(Stored entries)

# # #

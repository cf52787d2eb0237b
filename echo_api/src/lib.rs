//! Client for the EPA ECHO "All Data Facility Search" REST services.
//!
//! Queries are built from human-readable parameter names, translated to the
//! API's wire keys, and sent as a single GET. Responses arrive with every
//! scalar encoded as a string; [`coerce`] turns those back into booleans,
//! numbers and dates.

mod client;
pub mod coerce;
mod errors;
mod query;
mod response;
pub mod types;
pub use self::client::Client;
pub use self::errors::Error;
pub use self::query::{
    FacilitiesQuery, MapQuery, ParamDictionary, QidQuery, Query, QueryConfig, DEFAULT_TIMEOUT,
    FACILITIES_PARAMS, MAP_PARAMS, QID_PARAMS,
};
pub use self::response::{unmarshal, EchoResponse};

# # #

> _INSTRUCTIONS FOR THE TASK_
Could you please retype the lines from the start of the data through the line with "pub use self::client::Client;", both included, and nothing else?

> _TASK SOLUTION_
repository cf52787d2eb0237b
filename echo_api/src/lib.rs
//! Client for the EPA ECHO "All Data Facility Search" REST services.
//!
//! Queries are built from human-readable parameter names, translated to the
//! API's wire keys, and sent as a single GET. Responses arrive with every
//! scalar encoded as a string; [`coerce`] turns those back into booleans,
//! numbers and dates.

mod client;
pub mod coerce;
mod errors;
mod query;
mod response;
pub mod types;
pub use self::client::Client;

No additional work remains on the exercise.